Many agencies have stopped processing FOIAs, including one related to Acting Environmental Protection Administration Administrator Wheeler’s conflicts of interests, which could have been relevant to his nomination hearing. Good government groups have also been fighting to receive the Department of Justice’s (DOJ) legal opinions about the President’s threats to declare a national emergency to fund his border wall, another potential affront to democracy. According to the National Archives and Records Administration’s website, its operations are shuttered with a few limited exceptions. Agencies impacted by the shutdown have also stopped updating their websites with vital information.
The Trump administration has even used the shutdown as an excuse to undermine congressional oversight. DOJ delayed setting a date for Acting Attorney General Matthew Whitaker to appear before the House Judiciary Committee citing complications from the government shutdown as one of the reasons.

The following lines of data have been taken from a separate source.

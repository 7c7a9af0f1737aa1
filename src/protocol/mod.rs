//! Envelope format, typed payloads and version handling.

pub mod message;
pub mod negotiation;
pub mod payload;

pub use message::{Message, Payload};
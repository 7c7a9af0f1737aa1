use mist::protocol::payload::{DataSchema, HealthPing, SchemaField};
use mist::{ErrorKind, Message, Payload};
use serde_json::{json, Value};

fn round_trip(msg: &Message) -> Message {
    Message::decode(&msg.encode().unwrap()).unwrap()
}

fn with_field(key: &str, value: Value) -> Message {
    let mut payload = Payload::new();
    payload.insert(key.to_string(), value);
    Message::new("rust", "data.entities", payload)
}

#[test]
fn test_numeric_fidelity() {
    let values = [
        json!(9999999999999i64),
        json!(-42),
        json!(0),
        json!(0.123456789012345),
        json!(1.5e10),
        json!(9007199254740993u64),
        json!(i64::MIN),
        json!(u64::MAX),
    ];
    for value in values {
        let back = round_trip(&with_field("n", value.clone()));
        assert_eq!(back.payload["n"], value, "value {} changed", value);
    }
}

#[test]
fn test_numbers_from_foreign_encoders() {
    let msg = Message::decode(
        br#"{"type":"trace.alert","timestamp_ns":1700000000123456789,"payload":{"value":1.5e10,"threshold":0.123456789012345,"count":9999999999999}}"#,
    )
    .unwrap();
    assert_eq!(msg.timestamp_ns, 1_700_000_000_123_456_789);
    assert_eq!(msg.payload["value"].as_f64(), Some(1.5e10));
    assert_eq!(msg.payload["threshold"].as_f64(), Some(0.123456789012345));
    assert_eq!(msg.payload["count"].as_i64(), Some(9_999_999_999_999));
}

#[test]
fn test_large_string_payload() {
    let big = "A".repeat(1024 * 1024);
    let back = round_trip(&with_field("blob", json!(big)));
    assert_eq!(back.payload["blob"].as_str().map(str::len), Some(1024 * 1024));
    assert_eq!(back.payload["blob"], json!(big));
}

#[test]
fn test_unicode_and_control_characters() {
    let text = "héllo 世界 🚀 \u{0000}\u{0007}\u{001f}\t\r\n\"quoted\" back\\slash \u{2028}";
    let msg = with_field("text", json!(text));
    let encoded = msg.encode().unwrap();
    assert!(!encoded.contains(&b'\n'));
    assert_eq!(Message::decode(&encoded).unwrap().payload["text"], json!(text));
}

#[test]
fn test_deeply_nested_payload() {
    let mut value = json!("leaf");
    for depth in 0..64 {
        value = json!({ "depth": depth, "child": value, "list": [1, [2, [3]]] });
    }
    let back = round_trip(&with_field("tree", value.clone()));
    assert_eq!(back.payload["tree"], value);
}

#[test]
fn test_full_envelope_round_trip() {
    let mut payload = Payload::new();
    payload.insert("nested".into(), json!({"a": [1, 2.5, null, true, "x"]}));
    let msg = Message::new("python", "infer.request", payload).with_id("fixed-id");
    let back = round_trip(&msg);
    assert_eq!(back, msg);
    assert_eq!(back.timestamp_ns, msg.timestamp_ns);
}

#[test]
fn test_defaults_for_partial_envelopes() {
    let msg = Message::decode(br#"{"type":"health.ping"}"#).unwrap();
    assert_eq!(msg.version, "1");
    assert_eq!(msg.id, "");
    assert_eq!(msg.source, "");
    assert_eq!(msg.timestamp_ns, 0);
    assert!(msg.payload.is_empty());

    let ping: HealthPing = msg.decode_payload().unwrap();
    assert_eq!(ping.from, "");
}

#[test]
fn test_repeated_keys_take_last_value() {
    let msg = Message::decode(br#"{"id":"a","id":"b","type":"x.y"}"#).unwrap();
    assert_eq!(msg.id, "b");
    assert_eq!(msg.message_type, "x.y");

    let msg = Message::decode(br#"{"payload":{"n":1},"source":"go","payload":{"n":2}}"#).unwrap();
    assert_eq!(msg.payload["n"], json!(2));
    assert_eq!(msg.source, "go");
}

#[test]
fn test_malformed_envelopes() {
    let inputs: [&[u8]; 5] = [
        b"not json",
        b"[]",
        b"\"str\"",
        b"{\"payload\": \"x\"}",
        b"{\"id\": 7}",
    ];
    for input in inputs {
        let err = Message::decode(input).unwrap_err();
        assert_eq!(err.kind(), ErrorKind::MalformedEnvelope);
    }
}

#[test]
fn test_typed_schema_payload() {
    let schema = DataSchema {
        name: "users".into(),
        fields: vec![
            SchemaField {
                name: "id".into(),
                field_type: "int".into(),
                required: true,
            },
            SchemaField {
                name: "email".into(),
                field_type: "string".into(),
                required: false,
            },
        ],
    };
    let msg = Message::from_payload("schemaflux", "data.schema", &schema).unwrap();
    assert_eq!(msg.payload["fields"][0]["type"], json!("int"));
    assert_eq!(msg.payload["fields"][1]["required"], json!(false));
    assert_eq!(round_trip(&msg).decode_payload::<DataSchema>().unwrap(), schema);
}
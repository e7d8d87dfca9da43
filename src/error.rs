//! Construction-time errors.
//!
//! Hot-path operations never fail with an error value; they return results
//! that carry their own outcome. Only building a component can fail.

use crate::config::ConfigError;
use thiserror::Error;

#[derive(Error, Debug, Clone, PartialEq, Eq)]
pub enum BuildError {
    #[error("missing validation core")]
    MissingValidationCore,
    #[error("missing clause-compliance collaborator")]
    MissingCompliance,
    #[error("invalid configuration: {0}")]
    InvalidConfig(#[from] ConfigError),
}
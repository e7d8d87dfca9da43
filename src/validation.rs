//! Lock-free validation core with latency and outcome counters.
//!
//! [`ValidationCore`] runs an arbitrary check against a `u32` value, times
//! it with a monotonic clock, and folds the result into a block of relaxed
//! atomics. It knows nothing about frequencies; the frequency validator and
//! the rate category manager each own one and feed it their own checks.
//!
//! ```text
//! caller thread ──► validate(value, check) ──► check(value) ──► outcome
//!                          │                                       │
//!                          └──── Instant::elapsed ──► metrics ◄────┘
//!                                                 (relaxed atomics)
//! ```
//!
//! No call allocates, blocks, or panics.

use serde::{Deserialize, Serialize};
use std::fmt;
use std::sync::atomic::{AtomicU64, Ordering};
use std::time::Instant;

/// Maximum number of values evaluated by a single [`ValidationCore::batch_validate`] call.
pub const MAX_BATCH_SIZE: usize = 16;

/// A validation check. Context the check needs is captured by the closure.
pub type CheckFn<'a> = &'a dyn Fn(u32) -> ValidationOutcome;

/// Outcome of a validation-style operation.
#[derive(Debug, Clone, Copy, PartialEq, Eq, Hash, Serialize, Deserialize)]
#[repr(u8)]
pub enum ValidationOutcome {
    /// The value passed.
    Valid = 0,
    /// The input itself is unusable (zero frequency, out-of-band value).
    InvalidInput = 1,
    /// The value is recognised but deviates beyond the allowed tolerance.
    OutOfTolerance = 2,
    /// A real-time budget was exceeded.
    PerformanceViolation = 3,
    /// No check was supplied, or the batch was empty.
    InternalError = 4,
}

impl ValidationOutcome {
    /// Whether this outcome counts as a success in the metrics.
    #[inline]
    pub fn is_valid(self) -> bool {
        self == ValidationOutcome::Valid
    }

    /// Human-readable description.
    pub fn description(self) -> &'static str {
        match self {
            ValidationOutcome::Valid => "validation passed",
            ValidationOutcome::InvalidInput => "input value is invalid",
            ValidationOutcome::OutOfTolerance => "value is outside the acceptable tolerance",
            ValidationOutcome::PerformanceViolation => "real-time performance budget exceeded",
            ValidationOutcome::InternalError => "internal validation error",
        }
    }
}

impl fmt::Display for ValidationOutcome {
    fn fmt(&self, f: &mut fmt::Formatter<'_>) -> fmt::Result {
        f.write_str(self.description())
    }
}

// ═══════════════════════════════════════════════════════════════════════════════
// Metrics
// ═══════════════════════════════════════════════════════════════════════════════

/// Counter block owned by one [`ValidationCore`].
///
/// Every field is an independent relaxed atomic, so concurrent writers never
/// lose updates but a reader may see fields from slightly different moments.
/// Not `Clone`; use [`ValidationMetrics::snapshot`] to copy values out.
#[derive(Debug, Default)]
pub struct ValidationMetrics {
    total_validations: AtomicU64,
    successful_validations: AtomicU64,
    failed_validations: AtomicU64,
    total_latency_ns: AtomicU64,
    max_latency_ns: AtomicU64,
}

impl ValidationMetrics {
    /// Create a zeroed counter block.
    pub const fn new() -> Self {
        Self {
            total_validations: AtomicU64::new(0),
            successful_validations: AtomicU64::new(0),
            failed_validations: AtomicU64::new(0),
            total_latency_ns: AtomicU64::new(0),
            max_latency_ns: AtomicU64::new(0),
        }
    }

    // ── Writers ──

    /// Fold one sample into the counters.
    #[inline]
    fn record(&self, outcome: ValidationOutcome, latency_ns: u64) {
        self.total_validations.fetch_add(1, Ordering::Relaxed);
        self.total_latency_ns.fetch_add(latency_ns, Ordering::Relaxed);

        if outcome.is_valid() {
            self.successful_validations.fetch_add(1, Ordering::Relaxed);
        } else {
            self.failed_validations.fetch_add(1, Ordering::Relaxed);
        }

        // Lock-free running max. Only attempt the exchange when this sample can win.
        let mut current = self.max_latency_ns.load(Ordering::Relaxed);
        while latency_ns > current {
            match self.max_latency_ns.compare_exchange_weak(
                current,
                latency_ns,
                Ordering::Relaxed,
                Ordering::Relaxed,
            ) {
                Ok(_) => break,
                Err(observed) => current = observed,
            }
        }
    }

    /// Zero every counter. Each field is reset independently.
    fn reset(&self) {
        self.total_validations.store(0, Ordering::Relaxed);
        self.successful_validations.store(0, Ordering::Relaxed);
        self.failed_validations.store(0, Ordering::Relaxed);
        self.total_latency_ns.store(0, Ordering::Relaxed);
        self.max_latency_ns.store(0, Ordering::Relaxed);
    }

    // ── Readers ──

    /// Total validation calls recorded.
    pub fn total_validations(&self) -> u64 {
        self.total_validations.load(Ordering::Relaxed)
    }

    /// Calls whose outcome was [`ValidationOutcome::Valid`].
    pub fn successful_validations(&self) -> u64 {
        self.successful_validations.load(Ordering::Relaxed)
    }

    /// Calls with any other outcome.
    pub fn failed_validations(&self) -> u64 {
        self.failed_validations.load(Ordering::Relaxed)
    }

    /// Cumulative measured latency in nanoseconds.
    pub fn total_latency_ns(&self) -> u64 {
        self.total_latency_ns.load(Ordering::Relaxed)
    }

    /// Largest single measured latency in nanoseconds.
    pub fn max_latency_ns(&self) -> u64 {
        self.max_latency_ns.load(Ordering::Relaxed)
    }

    /// Mean latency per call, or 0 before the first call.
    pub fn average_latency_ns(&self) -> u64 {
        let total = self.total_validations();
        if total == 0 {
            return 0;
        }
        self.total_latency_ns() / total
    }

    /// Success rate in percent (0.0–100.0), or 0.0 before the first call.
    pub fn success_rate(&self) -> f64 {
        let total = self.total_validations();
        if total == 0 {
            return 0.0;
        }
        self.successful_validations() as f64 / total as f64 * 100.0
    }

    /// Copy the current counter values out.
    pub fn snapshot(&self) -> MetricsSnapshot {
        MetricsSnapshot {
            total_validations: self.total_validations(),
            successful_validations: self.successful_validations(),
            failed_validations: self.failed_validations(),
            total_latency_ns: self.total_latency_ns(),
            max_latency_ns: self.max_latency_ns(),
        }
    }
}

/// Plain copy of [`ValidationMetrics`] taken at one point in time.
#[derive(Debug, Clone, Copy, Default, PartialEq, Eq, Serialize, Deserialize)]
pub struct MetricsSnapshot {
    pub total_validations: u64,
    pub successful_validations: u64,
    pub failed_validations: u64,
    pub total_latency_ns: u64,
    pub max_latency_ns: u64,
}

impl MetricsSnapshot {
    /// Mean latency per call, or 0 when empty.
    pub fn average_latency_ns(&self) -> u64 {
        if self.total_validations == 0 {
            0
        } else {
            self.total_latency_ns / self.total_validations
        }
    }

    /// Format as a short multi-line summary for logs and reports.
    pub fn format_summary(&self) -> String {
        let rate = if self.total_validations > 0 {
            self.successful_validations as f64 / self.total_validations as f64 * 100.0
        } else {
            0.0
        };
        format!(
            "Validations: {} (ok {} | failed {} | {:.1}% ok)\n\
             Latency: avg {} ns | max {} ns",
            self.total_validations,
            self.successful_validations,
            self.failed_validations,
            rate,
            self.average_latency_ns(),
            self.max_latency_ns,
        )
    }
}

// ═══════════════════════════════════════════════════════════════════════════════
// Validation core
// ═══════════════════════════════════════════════════════════════════════════════

/// Times validation checks and aggregates their outcomes.
///
/// Safe to share across real-time threads (`&self` everywhere). Cloning
/// yields a core with zeroed metrics; counters are never duplicated.
#[derive(Debug, Default)]
pub struct ValidationCore {
    metrics: ValidationMetrics,
}

impl Clone for ValidationCore {
    fn clone(&self) -> Self {
        Self::new()
    }
}

impl ValidationCore {
    /// Default ceiling for [`meets_realtime_constraints`](Self::meets_realtime_constraints): 100 µs.
    pub const DEFAULT_MAX_LATENCY_NS: u64 = 100_000;

    /// Create a core with zeroed metrics.
    pub const fn new() -> Self {
        Self {
            metrics: ValidationMetrics::new(),
        }
    }

    /// Run `check` against `value`, timing the call and recording one sample.
    ///
    /// A missing check yields [`ValidationOutcome::InternalError`] and a
    /// zero-latency sample. Otherwise the check's outcome is returned as is.
    #[inline]
    pub fn validate(&self, value: u32, check: Option<CheckFn<'_>>) -> ValidationOutcome {
        let Some(check) = check else {
            self.metrics.record(ValidationOutcome::InternalError, 0);
            return ValidationOutcome::InternalError;
        };

        let start = Instant::now();
        let outcome = check(value);
        let latency_ns = elapsed_ns(start);

        self.metrics.record(outcome, latency_ns);
        outcome
    }

    /// Run `check` over up to [`MAX_BATCH_SIZE`] values, stopping at the first failure.
    ///
    /// The whole batch is timed once and recorded as a single sample.
    /// Values past the first non-valid outcome are never evaluated, and
    /// values past `MAX_BATCH_SIZE` are ignored.
    pub fn batch_validate(&self, values: &[u32], check: Option<CheckFn<'_>>) -> ValidationOutcome {
        let Some(check) = check.filter(|_| !values.is_empty()) else {
            self.metrics.record(ValidationOutcome::InternalError, 0);
            return ValidationOutcome::InternalError;
        };

        if values.len() > MAX_BATCH_SIZE {
            tracing::trace!(
                requested = values.len(),
                limit = MAX_BATCH_SIZE,
                "batch clamped"
            );
        }
        let batch = &values[..values.len().min(MAX_BATCH_SIZE)];

        let start = Instant::now();
        let outcome = batch
            .iter()
            .map(|&value| check(value))
            .find(|outcome| !outcome.is_valid())
            .unwrap_or(ValidationOutcome::Valid);
        let latency_ns = elapsed_ns(start);

        self.metrics.record(outcome, latency_ns);
        outcome
    }

    /// Read-only view of the live counters.
    #[inline]
    pub fn metrics(&self) -> &ValidationMetrics {
        &self.metrics
    }

    /// Zero all counters.
    ///
    /// Fields are reset one at a time, so a concurrent reader may briefly see
    /// a mix of old and new values.
    pub fn reset_metrics(&self) {
        self.metrics.reset();
        tracing::debug!("validation metrics reset");
    }

    /// Whether the worst latency recorded so far is within `max_latency_ns`.
    ///
    /// A point-in-time check against history, not a guarantee about future calls.
    #[inline]
    pub fn meets_realtime_constraints(&self, max_latency_ns: u64) -> bool {
        self.metrics.max_latency_ns() <= max_latency_ns
    }

    /// [`meets_realtime_constraints`](Self::meets_realtime_constraints) with the 100 µs default.
    pub fn meets_default_realtime_constraints(&self) -> bool {
        self.meets_realtime_constraints(Self::DEFAULT_MAX_LATENCY_NS)
    }

    /// Size of one core in bytes.
    pub const fn memory_footprint() -> usize {
        std::mem::size_of::<Self>()
    }
}

#[inline]
fn elapsed_ns(start: Instant) -> u64 {
    // Saturate rather than truncate; u64 nanoseconds covers ~584 years.
    u64::try_from(start.elapsed().as_nanos()).unwrap_or(u64::MAX)
}
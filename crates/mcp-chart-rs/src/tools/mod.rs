pub mod render;
pub mod validate;
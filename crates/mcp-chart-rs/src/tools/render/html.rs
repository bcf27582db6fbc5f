use uuid::Uuid;

use super::{CANVAS_HEIGHT, CANVAS_WIDTH, RenderError};
use crate::tools::validate::ChartRequest;

const CHART_JS_CDN: &str = "https://cdn.jsdelivr.net/npm/chart.js@4";

/// Builds a self-contained Chart.js fragment for `request`.
///
/// Each call gets its own canvas id so several fragments can share a page.
pub(crate) fn render_html(request: &ChartRequest) -> Result<String, RenderError> {
    let id = format!("chart-{}", Uuid::new_v4().simple());
    // `<` only occurs inside JSON strings, where `\u003c` means the same thing and
    // cannot open `</script>` or `<!--` inside the inline script.
    let config = serde_json::to_string(request)?.replace('<', "\\u003c");

    Ok(format!(
        r#"<div style="width: {CANVAS_WIDTH}px; height: {CANVAS_HEIGHT}px;">
  <canvas id="{id}"></canvas>
</div>
<script src="{CHART_JS_CDN}"></script>
<script>
  new Chart(document.getElementById("{id}"), {config});
</script>
"#
    ))
}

As the longest shutdown in American history persists, it is hard to ignore the consequences for millions of Americans employed by the federal government or who rely on critical government services. Less attention, however, has been paid to the devastating impact of the shutdown on ethics and accountability in government. For an administration that has habitually ignored ethics and transparency rules, this shutdown provides an opportunity to further erode key norms. While it is important to measure the cost of this shutdown in dollars and cents, we must not forget the untold costs to our democratic institutions as well.